Instructions for the task:
Would you output the whole of the data exactly?
*** Data in this exercise ***
//! Terminal rendering module.
//!
//! A small, game-oriented rendering layer: the view draws into a plain
//! framebuffer of styled characters, and the renderer flushes that buffer to
//! the terminal. Keeping the view pure means the whole visual layout is
//! unit-testable without a tty.

pub mod fb;
pub mod game_view;
pub mod renderer;

pub use fb::{Cell, CellStyle, FrameBuffer, Rgb};
pub use game_view::{GameView, Viewport};
pub use renderer::TerminalRenderer;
*** End of Data in this exercise ***
Answer:
//! Terminal rendering module.
//!
//! A small, game-oriented rendering layer: the view draws into a plain
//! framebuffer of styled characters, and the renderer flushes that buffer to
//! the terminal. Keeping the view pure means the whole visual layout is
//! unit-testable without a tty.

pub mod fb;
pub mod game_view;
pub mod renderer;

pub use fb::{Cell, CellStyle, FrameBuffer, Rgb};
pub use game_view::{GameView, Viewport};
pub use renderer::TerminalRenderer;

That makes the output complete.